Яблоком раздора между двумя государствами была область Фригии Эпиктеты. В борьбу в конце концов вмешались Римляне, отправившие специальное посольство во главе с Т. Квинкцием Фламинином. Ганнибал оказался загнанным в угол и покончил жизнь самоубийством (183 г.). Приобретение района Фригии Эпиктеты было важным для Эвмена II постольку, поскольку он таким образом впервые получал непосредственный доступ в Галатию, которая теперь была поставлена под прямое управление Эвмена. В одном тельмесском постановлении упоминается о победе Эвмена (который здесь называется «спасителем» и «благодетелем») над Прусием, Ортиагоном и прочими их союзниками{76}
. Ортиагон был царем толистоагиев, одного из трех галльских племен в Малой Азии; очевидно, он предводительствовал над всеми галатами. По-видимому, галаты тогда окончательно попали под верховную власть Эвмена. Тем самым он вошел в прямое территориальное соприкосновение с царем Понта Фарнаком.Этот правитель пользуется весьма дурной славой в греческой традиции. Полибий называет его самым вероломным царем из всех, каких он знал. Между ним и Эвменом дело вскоре дошло до военного столкновения, которое длилось с 183 до 179 г. В эту войну оказались втянутыми целый ряд династов, территории которых были расположены между Пропонтидой (Мраморное море) и Армянским нагорьем. У Эвмена нашлись союзники в лице Прусия II Вифинского, пафлагонского династа Морзия и царя Каппадокии Ариарата. Римляне также попытались вмешаться посредством ряда посольств, Однако они мало чего добились. Мир наступил лишь тогда, когда Эвмен поставил понтийского правителя в безвыходное положение. По мирному договору Фарнак должен был принять на себя обязательство никогда более не вступать на галатскую землю. Его соглашения с галатами были аннулированы. Галатия была отныне прочно привязана к Пергамской державе. В войске Атталидов с этих пор встречаются среди прочих и галаты, прославившиеся как отличные воины.

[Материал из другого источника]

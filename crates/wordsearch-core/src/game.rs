use serde::Serialize;

use crate::{Position, Puzzle};

/// A player's progress through a puzzle.
///
/// Owns the mutable word bank; the puzzle itself is never modified.
#[derive(Debug, Clone, Serialize)]
pub struct Game {
    /// The generated puzzle
    puzzle: Puzzle,
    /// Whether each placement has been found, indexed like `puzzle.placements()`
    found: Vec<bool>,
    /// Placement indices in the order they were found
    found_order: Vec<usize>,
}

impl Game {
    pub fn new(puzzle: Puzzle) -> Self {
        let found = vec![false; puzzle.placements().len()];
        Self {
            puzzle,
            found,
            found_order: Vec::new(),
        }
    }

    pub fn puzzle(&self) -> &Puzzle {
        &self.puzzle
    }

    /// Check a selection against the words still in the bank.
    ///
    /// A word matches when the selected cells are exactly its cells, in any
    /// order. The matched word leaves the bank, so repeating the same
    /// selection afterwards returns `None`. A duplicate draw stacked on the
    /// exact same cells leaves the bank with it.
    pub fn check_selection(&mut self, selection: &[Position]) -> Option<&str> {
        let matched: Vec<usize> = self
            .puzzle
            .placements()
            .iter()
            .enumerate()
            .filter(|(i, p)| !self.found[*i] && p.matches(selection))
            .map(|(i, _)| i)
            .collect();
        let &first = matched.first()?;

        for &index in &matched {
            self.found[index] = true;
            self.found_order.push(index);
        }
        Some(self.puzzle.placements()[first].word.as_str())
    }

    /// Words still to be found, in placement order
    pub fn remaining_words(&self) -> Vec<&str> {
        self.puzzle
            .placements()
            .iter()
            .zip(&self.found)
            .filter(|(_, found)| !**found)
            .map(|(p, _)| p.word.as_str())
            .collect()
    }

    /// Words found so far, in the order they were found
    pub fn found_words(&self) -> Vec<&str> {
        self.found_order
            .iter()
            .map(|&i| self.puzzle.placements()[i].word.as_str())
            .collect()
    }

    /// Cells belonging to found words
    pub fn found_cells(&self) -> Vec<Position> {
        self.found_order
            .iter()
            .flat_map(|&i| self.puzzle.placements()[i].cells.iter().copied())
            .collect()
    }

    pub fn found_count(&self) -> usize {
        self.found_order.len()
    }

    /// Check if every placed word has been found
    pub fn is_complete(&self) -> bool {
        self.found.iter().all(|&f| f)
    }
}

#[cfg(test)]
mod tests {
    use super::*;
    use crate::generator::Board;
    use crate::{Direction, LetterGrid};
    use rand::rngs::StdRng;
    use rand::SeedableRng;

    fn puzzle_with(words: &[(&str, Direction, isize, isize)]) -> Puzzle {
        let mut rng = StdRng::seed_from_u64(8);
        let mut board = Board::new(LetterGrid::random(6, &mut rng));
        for &(word, direction, row, col) in words {
            assert!(board.try_place(word, direction, row, col), "could not place {}", word);
        }
        board.into_puzzle(Vec::new(), words.len())
    }

    fn cells(coords: &[(usize, usize)]) -> Vec<Position> {
        coords.iter().map(|&c| Position::from(c)).collect()
    }

    #[test]
    fn test_selection_matches_in_any_order() {
        let mut game = Game::new(puzzle_with(&[("CAT", Direction::East, 0, 0)]));
        assert_eq!(game.check_selection(&cells(&[(0, 2), (0, 0), (0, 1)])), Some("CAT"));
    }

    #[test]
    fn test_incomplete_selection_does_not_match() {
        let mut game = Game::new(puzzle_with(&[("CAT", Direction::East, 0, 0)]));
        assert_eq!(game.check_selection(&cells(&[(0, 0), (0, 1)])), None);
        assert_eq!(game.remaining_words(), vec!["CAT"]);
    }

    #[test]
    fn test_found_word_leaves_bank() {
        let mut game = Game::new(puzzle_with(&[("CAT", Direction::East, 0, 0)]));
        let selection = cells(&[(0, 0), (0, 1), (0, 2)]);

        assert_eq!(game.check_selection(&selection), Some("CAT"));
        assert!(game.remaining_words().is_empty());
        assert_eq!(game.check_selection(&selection), None);
        assert_eq!(game.found_words(), vec!["CAT"]);
        assert!(game.is_complete());
    }

    #[test]
    fn test_progress_tracking() {
        let mut game = Game::new(puzzle_with(&[
            ("CAT", Direction::East, 0, 0),
            ("ART", Direction::South, 0, 1),
        ]));
        assert_eq!(game.remaining_words(), vec!["CAT", "ART"]);
        assert!(!game.is_complete());

        assert_eq!(game.check_selection(&cells(&[(2, 1), (1, 1), (0, 1)])), Some("ART"));
        assert_eq!(game.remaining_words(), vec!["CAT"]);
        assert_eq!(game.found_count(), 1);
        assert_eq!(game.found_cells(), cells(&[(0, 1), (1, 1), (2, 1)]));
        // The puzzle's own word bank is untouched
        assert_eq!(game.puzzle().added_words(), vec!["CAT", "ART"]);
    }

    #[test]
    fn test_duplicate_words_found_separately() {
        let mut game = Game::new(puzzle_with(&[
            ("DOG", Direction::East, 3, 0),
            ("DOG", Direction::South, 3, 5),
        ]));
        assert_eq!(game.check_selection(&cells(&[(3, 5), (4, 5), (5, 5)])), Some("DOG"));
        assert_eq!(game.remaining_words(), vec!["DOG"]);
        assert_eq!(game.check_selection(&cells(&[(3, 0), (3, 1), (3, 2)])), Some("DOG"));
        assert!(game.is_complete());
    }

    #[test]
    fn test_stacked_duplicates_found_together() {
        let mut game = Game::new(puzzle_with(&[
            ("EMU", Direction::South, 1, 2),
            ("CAT", Direction::East, 0, 0),
            ("EMU", Direction::South, 1, 2),
        ]));
        let selection = cells(&[(1, 2), (2, 2), (3, 2)]);
        assert_eq!(game.check_selection(&selection), Some("EMU"));
        assert_eq!(game.check_selection(&selection), None);
        assert_eq!(game.remaining_words(), vec!["CAT"]);
        assert_eq!(game.found_words(), vec!["EMU", "EMU"]);
    }

    #[test]
    fn test_empty_puzzle_is_complete() {
        let game = Game::new(puzzle_with(&[]));
        assert!(game.is_complete());
        assert!(game.remaining_words().is_empty());
    }
}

Если Эвмен II находился в натянутых отношениях уже с македонским царем Филиппом V, то при преемнике Филиппа Персее (179–168 гг.) эти отношения не стали лучше — напротив того, они еще более ухудшились. Пергамский царь но упускал ни одной возможности, чтобы очернить македонского правителя в глазах всего света. Так, зимой 173/72 г. Эвмен снова съездил в Рим, чтобы обратить внимание на усиленную подготовку македонского царя к войне. То, что Эвмсн II высказал в своей речи в сенате, вряд ли могло быть новостью для римлян, и, как уже справедливо было указано, воспроизведенная у Ливия [XLII, 10 и сл.] речь Эвмена (если она вообще достоверна) преследовала лишь одну цель — подтвердить уже известные факты, и прежде всего более четко обрисовать характер самого Эвмена. Сенат знал, кого имел в лице Эвмена, поэтому почестей и знаков внимания было оказано царю в Риме столько, что они возбудили недовольство Катона Старшего. Он ехидно заметил, что царь по природе своей — плотоядное животное; этим он, по-видимому, хотел сказать, что Эвмену нельзя доверять ни на йоту.